Research has revealed an "astonishing" submerged landscape that stood above sea level thousands of years ago.
An international team of scientists has been conducting underwater scans in the Adriatic Sea—an arm of the Mediterranean—off the coast of Croatia using state-of-the-art sensors.
The investigations are part of the Life on the Edge project, which is a collaboration between the Submerged Landscapes Research Centre at the University of Bradford in the United Kingdom and the Faculty of Humanities and Social Sciences of the University of Split in Croatia.
Researchers involved in the project are planning to map parts of the Adriatic, as well as the North Sea, over the course of the next five years. The aim is to understand what these submerged landscapes looked like during the Upper Paleolithic period—specifically between 24,000 and 10,000 years ago when sea levels were hundreds of feet lower than they are today.
One of the drivers behind the research is to gain a better understanding of the Upper Paleolithic period and its archaeology, according to principal investigator Simon Fitch with the University of Bradford.
"Since most of the coastlines that would have formed the best places to live have been submerged by sea level rise since the end of the last glaciation, we therefore have to survey at sea," Fitch told Newsweek.
For their recent survey off the coast of Croatia, which took place last year, Fitch and colleagues scanned the seabed using high-resolution underwater seismic sensors.
"Very, very simply, we send acoustic waves through the sea and deep into the seabed and analyze the responses to build a model of the landscape," Fitch said.
These investigations revealed the remains of an "astonishing" network of streams, rivers and other geological features that once were above the water.
"The results provided way more detail than we were expecting," Fitch said in a press release. "It's a more diverse landscape and it's better preserved than we expected.
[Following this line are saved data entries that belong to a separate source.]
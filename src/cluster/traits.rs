//! Clustering trait.

use crate::error::Result;
use ndarray::ArrayView2;

/// Clusters as groups of row indices into the clustered data, in cut order.
pub type ClusterSet = Vec<Vec<usize>>;

/// Trait for threshold-cut clustering algorithms.
///
/// The cascade controller only depends on this capability, so the linkage
/// backend can be swapped without touching the round loop.
pub trait Clusterer {
    /// Group the rows of `data` so that no two members of the same group are
    /// separated by more than `threshold`.
    fn cluster(&self, data: ArrayView2<'_, f64>, threshold: f64) -> Result<ClusterSet>;
}
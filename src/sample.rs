//! Fixed-stride sub-sampling.
//!
//! Clustering cost is quadratic in the number of rows, so large unmatched
//! sets are thinned to every `stride`-th row before the linkage step. The
//! stride walk keeps original relative order and always includes row 0, so
//! a sequence of length `L` yields exactly `ceil(L / stride)` rows.

use crate::error::{Error, Result};
use ndarray::{Array2, ArrayView2, Axis};

/// Keep every `stride`-th row of `data`, starting at row 0.
pub fn stride_sample(data: ArrayView2<'_, f64>, stride: usize) -> Result<Array2<f64>> {
    if stride == 0 {
        return Err(Error::InvalidParameter {
            name: "stride",
            message: "must be at least 1",
        });
    }
    let picked: Vec<usize> = (0..data.nrows()).step_by(stride).collect();
    Ok(data.select(Axis(0), &picked))
}
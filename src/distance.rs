//! Pairwise Euclidean distances.
//!
//! Two shapes are needed by the cascade: the condensed upper-triangular
//! distance list consumed by the linkage step, and the dense points-by-
//! representatives matrix consumed by the matcher.
//!
//! The condensed output carries a length contract: `n * (n - 1) / 2` entries
//! for `n` rows. A malformed result is treated as a transient numerical
//! fault and recomputed once; a second malformed result is fatal
//! ([`Error::DistanceFault`]).

use crate::error::{Error, Result};
use ndarray::{Array2, ArrayView1, ArrayView2};
use tracing::warn;

/// Euclidean distance between two rows, clamped at zero.
#[inline]
pub fn euclidean(a: ArrayView1<'_, f64>, b: ArrayView1<'_, f64>) -> f64 {
    let d = a
        .iter()
        .zip(b.iter())
        .map(|(x, y)| {
            let dx = x - y;
            dx * dx
        })
        .sum::<f64>()
        .sqrt();
    // rounding may surface -0.0; the contract is non-negative
    d.max(0.0)
}

/// Condensed (upper-triangular, row-major) Euclidean distances over all
/// unordered row pairs.
pub fn condensed_euclidean(data: ArrayView2<'_, f64>) -> Vec<f64> {
    let n = data.nrows();
    let mut condensed = Vec::with_capacity(n * n.saturating_sub(1) / 2);
    for row in 0..n.saturating_sub(1) {
        for col in (row + 1)..n {
            condensed.push(euclidean(data.row(row), data.row(col)));
        }
    }
    condensed
}

/// Condensed distances with the length contract enforced.
pub fn condensed_checked(data: ArrayView2<'_, f64>) -> Result<Vec<f64>> {
    condensed_with_retry(data.nrows(), || condensed_euclidean(data))
}

fn condensed_with_retry<F>(n: usize, compute: F) -> Result<Vec<f64>>
where
    F: Fn() -> Vec<f64>,
{
    let expected = n * n.saturating_sub(1) / 2;
    let first = compute();
    if first.len() == expected {
        return Ok(first);
    }
    warn!(
        expected,
        found = first.len(),
        "malformed condensed distance output, recomputing"
    );
    let second = compute();
    if second.len() == expected {
        return Ok(second);
    }
    Err(Error::DistanceFault {
        expected,
        found: second.len(),
    })
}

/// Dense Euclidean distance matrix between `points` (rows) and
/// `representatives` (columns).
pub fn cross_euclidean(
    points: ArrayView2<'_, f64>,
    representatives: ArrayView2<'_, f64>,
) -> Array2<f64> {
    let n = points.nrows();
    let r = representatives.nrows();
    let mut distances = Array2::zeros((n, r));
    for i in 0..n {
        for j in 0..r {
            distances[[i, j]] = euclidean(points.row(i), representatives.row(j));
        }
    }
    distances
}

#[cfg(test)]
mod tests {
    use super::*;
    use ndarray::{array, Array2};
    use proptest::prelude::*;
    use std::cell::Cell;

    #[test]
    fn test_condensed_length_and_order() {
        let data = array![[0.0, 0.0], [3.0, 4.0], [6.0, 8.0]];
        let condensed = condensed_euclidean(data.view());
        assert_eq!(condensed.len(), 3);
        assert!((condensed[0] - 5.0).abs() < 1e-12); // (0,1)
        assert!((condensed[1] - 10.0).abs() < 1e-12); // (0,2)
        assert!((condensed[2] - 5.0).abs() < 1e-12); // (1,2)
    }

    #[test]
    fn test_condensed_single_row_is_empty() {
        let data = array![[1.0, 2.0]];
        assert!(condensed_euclidean(data.view()).is_empty());
    }

    #[test]
    fn test_cross_distances_to_identical_representative() {
        let points = array![[1.0, 1.0], [4.0, 5.0]];
        let reps = array![[1.0, 1.0]];
        let distances = cross_euclidean(points.view(), reps.view());
        assert_eq!(distances.dim(), (2, 1));
        assert!(distances[[0, 0]].abs() < 1e-12);
        assert!((distances[[1, 0]] - 5.0).abs() < 1e-12);
    }

    #[test]
    fn test_cross_matrix_agrees_with_condensed() {
        use rand::prelude::*;

        let mut rng = StdRng::seed_from_u64(42);
        let data = Array2::from_shape_fn((12, 4), |_| rng.random::<f64>());

        let condensed = condensed_checked(data.view()).unwrap();
        let cross = cross_euclidean(data.view(), data.view());

        let mut k = 0;
        for i in 0..12 {
            assert!(cross[[i, i]].abs() < 1e-12);
            for j in (i + 1)..12 {
                assert!((cross[[i, j]] - condensed[k]).abs() < 1e-12);
                k += 1;
            }
        }
    }

    #[test]
    fn test_retry_recovers_from_single_fault() {
        let calls = Cell::new(0usize);
        let result = condensed_with_retry(3, || {
            calls.set(calls.get() + 1);
            if calls.get() == 1 {
                vec![1.0] // wrong length on the first attempt
            } else {
                vec![1.0, 2.0, 3.0]
            }
        });
        assert_eq!(result.unwrap(), vec![1.0, 2.0, 3.0]);
        assert_eq!(calls.get(), 2);
    }

    #[test]
    fn test_retry_fails_after_second_fault() {
        let result = condensed_with_retry(3, || vec![1.0]);
        assert_eq!(
            result.unwrap_err(),
            Error::DistanceFault {
                expected: 3,
                found: 1
            }
        );
    }

    proptest! {
        #[test]
        fn prop_condensed_length_and_non_negative(
            rows in proptest::collection::vec(
                proptest::collection::vec(-100.0f64..100.0, 3),
                1..20,
            )
        ) {
            let n = rows.len();
            let flat: Vec<f64> = rows.into_iter().flatten().collect();
            let data = Array2::from_shape_vec((n, 3), flat).unwrap();
            let condensed = condensed_euclidean(data.view());
            prop_assert_eq!(condensed.len(), n * (n - 1) / 2);
            prop_assert!(condensed.iter().all(|&d| d >= 0.0));
        }
    }
}
//! # weir
//!
//! Cascading clustering of binary event-occurrence vectors, with the
//! similarity metric biased toward events that correlate with an external
//! performance indicator (KPI).
//!
//! The input is an N×M presence/absence matrix (one row per observation
//! interval, one column per event type) and a length-N KPI series. The
//! pipeline:
//!
//! ```text
//! occurrence matrix + KPI
//!         │
//!         ▼
//!   EventWeighting      ridge correlation + IDF, column scaling
//!         │
//!         ▼
//!      Cascade          repeat: sample → cluster → extract → match
//!         │
//!         ▼
//!  labels + representatives
//! ```
//!
//! Each cascade round clusters only a sub-sample of the still-unmatched
//! rows, matches *everything* against the resulting centroids, and recurses
//! on the mismatched remainder, so millions of rows never meet the
//! quadratic linkage step at full size.
//!
//! ## Quick start
//!
//! ```
//! use ndarray::array;
//! use weir::{cluster_events, CascadeConfig};
//!
//! let events = array![
//!     [1.0, 0.0, 0.0],
//!     [0.0, 1.0, 0.0],
//!     [0.0, 0.0, 1.0],
//!     [1.0, 1.0, 0.0],
//!     [1.0, 0.0, 1.0],
//! ];
//! let kpi = array![1.0, 2.0, 3.0, 4.0, 5.0];
//!
//! let config = CascadeConfig::default(); // threshold 0.3, sample stride 100
//! let outcome = cluster_events(events.view(), kpi.view(), &config)?;
//!
//! assert_eq!(outcome.labels.len(), 5);
//! assert!(outcome.unmatched.is_empty());
//! assert_eq!(
//!     outcome.representatives.nrows(),
//!     outcome.labels.iter().collect::<std::collections::HashSet<_>>().len(),
//! );
//! # Ok::<(), weir::Error>(())
//! ```
//!
//! Persistence of matched clusters is optional and injected: see
//! [`sink::ClusterSink`] and [`Cascade::run_with_sink`].

pub mod cascade;
pub mod cluster;
pub mod config;
pub mod distance;
/// Error types used across `weir`.
pub mod error;
pub mod matching;
pub mod representative;
pub mod sample;
pub mod sink;
pub mod weighting;

pub use cascade::{cluster_events, Cascade, CascadeOutcome};
pub use cluster::{ClusterSet, Clusterer, CompleteLinkage, Dendrogram};
pub use config::{CascadeConfig, MAX_ROUNDS, SAMPLE_FLOOR};
pub use error::{Error, Result};
pub use matching::{match_to_representatives, RoundMatch, UNMATCHED};
pub use representative::centroids;
pub use sample::stride_sample;
pub use sink::{ClusterSink, CsvSink, IndexedRow, NullSink};
pub use weighting::{binarize, EventWeighting, WeightedEvents};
The unique environment of the area around Split, which is quite sheltered, has preserved a lot of it. There are beautifully preserved rivers and estuaries buried beneath what is now the seafloor.
"Previous modeling suggested there may be a river on the seabed but when we went in with our high-resolution sensors, we found more rivers, more water in the landscape and more environments."
The results suggest that more people were potentially living in these now-submerged areas during the Upper Paleolithic than the team previously thought possible.
"Additionally, this means more opportunities for preservation of artifacts that record human life during this period to be preserved," Fitch told Newsweek.
Fitch said the team was planning to send divers to inspect some of the areas that have been surveyed later this year.
"Our ultimate goal is to find human artifacts and having this new understanding of the landscape makes that more likely," he said in the press release.
"Most people like to live near the coastline and these are precisely the places that are lost. At the moment, what we have from these areas are a few cave sites and scatters of flint, so by finding these landscapes and places that can preserve archaeology, we have the potential now to begin asking some really fascinating questions, to understanding the archaeology and the culture in a much more holistic way."
The research will also help to shed light on the particular role that the region occupied by Croatia played in the prehistory of the Adriatic region.
"Croatia is the gateway to Europe, so if you think about the advance of farming into Europe, it is and always has been a very important landscape," Fitch said.
"The speed at which that landscape was lost to the sea is also important. It affected people and culture, so by understanding the landscape, we can begin to understand the whole archaeological picture so much more clearly."